Written by: Krysta Ryan
Muckraking is a style or type of journalistic reporting that seeks out to uncover scandals, problematic relationships, and questionable behaviors of public officials and public elites. By publicizing information from the investigation, as to arouse the public and mobilize the masses to seek policy changes. There are three muckraking models-the simple muckraking model, the leaping impact model, and the truncated muckraking model. One story that has been repeated aired in hopes of gaining attention from policymakers and in some cases fall into the simple muckraking model, is the ongoing opioid crisis.
At the beginning of this nationwide epidemic, stories were aired at a local level framed around the crime and arrest made in relation to heroin and opioids.

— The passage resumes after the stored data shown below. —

//! Tests for binaries with missing, damaged or hostile trailers and containers.

use std::fs;

use gar::archiver::Method;
use gar::{ArchiveOptions, Archiver, Error, FileSystem, Trailer, extract_all};

mod common;

use common::{SCENARIO, archive_entries, binary_in_tempdir};

#[test]
fn test_file_shorter_than_trailer() {
    let dir = tempfile::TempDir::new().unwrap();
    for len in [0usize, 1, 10] {
        let path = common::write_binary(dir.path(), len);
        let err = FileSystem::open_path(&path).unwrap_err();
        assert!(matches!(err, Error::InvalidFormat(_)), "len {len}: {err:?}");
    }
}

#[test]
fn test_plain_binary() {
    let (_dir, binary) = binary_in_tempdir();
    let err = FileSystem::open_path(&binary).unwrap_err();
    assert!(matches!(err, Error::InvalidFormat(_)));
}

#[test]
fn test_bad_marker() {
    let (_dir, binary) = binary_in_tempdir();
    archive_entries(&binary, SCENARIO);

    let mut data = fs::read(&binary).unwrap();
    let last = data.len() - 1;
    data[last] = b'Z';
    fs::write(&binary, &data).unwrap();

    let err = FileSystem::open_path(&binary).unwrap_err();
    assert!(matches!(err, Error::InvalidFormat(_)));
}

#[test]
fn test_recorded_size_past_end() {
    let (_dir, binary) = binary_in_tempdir();
    let mut data = fs::read(&binary).unwrap();
    data.extend_from_slice(&Trailer::new(u64::MAX).encode());
    fs::write(&binary, &data).unwrap();

    let err = FileSystem::open_path(&binary).unwrap_err();
    assert!(matches!(err, Error::InvalidFormat(_)));
}

#[test]
fn test_trailer_over_garbage() {
    let (_dir, binary) = binary_in_tempdir();
    let mut data = fs::read(&binary).unwrap();
    let original_size = data.len() as u64;
    data.extend_from_slice(b"this is not a container at all");
    data.extend_from_slice(&Trailer::new(original_size).encode());
    fs::write(&binary, &data).unwrap();

    let err = FileSystem::open_path(&binary).unwrap_err();
    assert!(err.is_format_error(), "got {err:?}");
}

#[test]
fn test_corrupted_entry_data() {
    let (dir, binary) = binary_in_tempdir();
    let payload = b"stored entry payload that will be damaged";
    let mut archiver =
        Archiver::open_with_options(&binary, ArchiveOptions::new().method(Method::Store)).unwrap();
    archiver.add_bytes("victim.txt", payload).unwrap();
    archiver.add_bytes("intact.txt", b"intact").unwrap();
    archiver.close().unwrap();

    let mut data = fs::read(&binary).unwrap();
    let at = data
        .windows(payload.len())
        .position(|w| w == payload)
        .unwrap();
    data[at + 3] ^= 0x20;
    fs::write(&binary, &data).unwrap();

    let fs = FileSystem::open_path(&binary).unwrap();
    let err = fs.read_to_vec("victim.txt").unwrap_err();
    assert!(err.is_corruption());
    assert_eq!(err.entry_name(), Some("victim.txt"));
    assert_eq!(fs.read_to_vec("intact.txt").unwrap(), b"intact");

    // Extraction stops at the damaged entry and leaves no partial file.
    let out = dir.path().join("out");
    let err = extract_all(&fs, &out).unwrap_err();
    assert!(matches!(err, Error::CrcMismatch { .. }));
    assert!(!out.join("victim.txt").exists());
}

Those stories did not move politicians as easily as hoped and the news media shifted towards stories that had emotional elements.
Politicians accordingly may feel safe in ignoring swells in public opinion, believing that they involve relatively few people (Graber & Dunaway, 2015). By framing the societal issue less around crime and more around the people involved, the media hoped to mobilize the public, which in turn calls for political action. By reporting on the diverse types people affected by this widespread epidemic, the media began to show that this problem was not limited to one economic class which soon caught the attention of politicians.
Once the crime frame was eliminated and news people began to expose the problem wasn’t limited to criminals the simple muckraking model of reporting had been used to catch the attention of policymakers. The media began to cover more and more cases of opioid addictions and how normal citizens initially became addicted to pain medications.
This investigative reporting allowed for this type of addiction to become less stigmatized by showing it affects all types of people and families. Graber and Dunaway (2015), explain modest or long-delayed outcomes are typical in situations that reflect the simple muckraking model. This is indeed the case with this ongoing societal issue being reported in the news.
The stories finally caught the attention of policymakers at the state level and push for federal aid soon made its way to Washington.
It was quickly shot down in early August when President Trump would not declare a national emergency about the opioid crisis.
Until that point, journalists had not brought up that some states such as Ohio are suing the pharmaceutical companies.
Semuels (2017) writes the lawsuit which accuses the companies of spending millions on marketing campaigns that
“trivialize the risks of opioids while overstating the benefits of using them for chronic pain.”
Very rarely did the news outlets blame pharmaceutical companies and after Trump’s refusal to address the problem, local governments decide to act. The muckraking model at this point shifts to leaping impact. Looking at news stories through the lens of a journalism student, we tend to have a trained eye to read between the lines, so to say and therefore identifying bias, agenda and framing often come easy.
Moreover, I often feel that many stories and articles published nowadays apply some sort of muckraking technique. It seems that journalists have adopted a web 2.0 style of muckraking which integrates hyperlinks, text variations, embedded social feeds and even custom ad placement can add to the story and subliminally impose messages to its viewers, shaping public opinion.
In general, the muckrakers traditionally targeted corporate wrongdoing, government misbehavior, and social injustice (Feldstein, 2006). This type of coverage is still very much the target of muckraking journalism in the 21st century, but in today’s world, reporters have a wider variety of scandalous behaviors and topics that they can cover. Changing societal norms have allowed taboo or inappropriate behaviors to become more mainstream and with this shift, new types of investigative topics can emerge.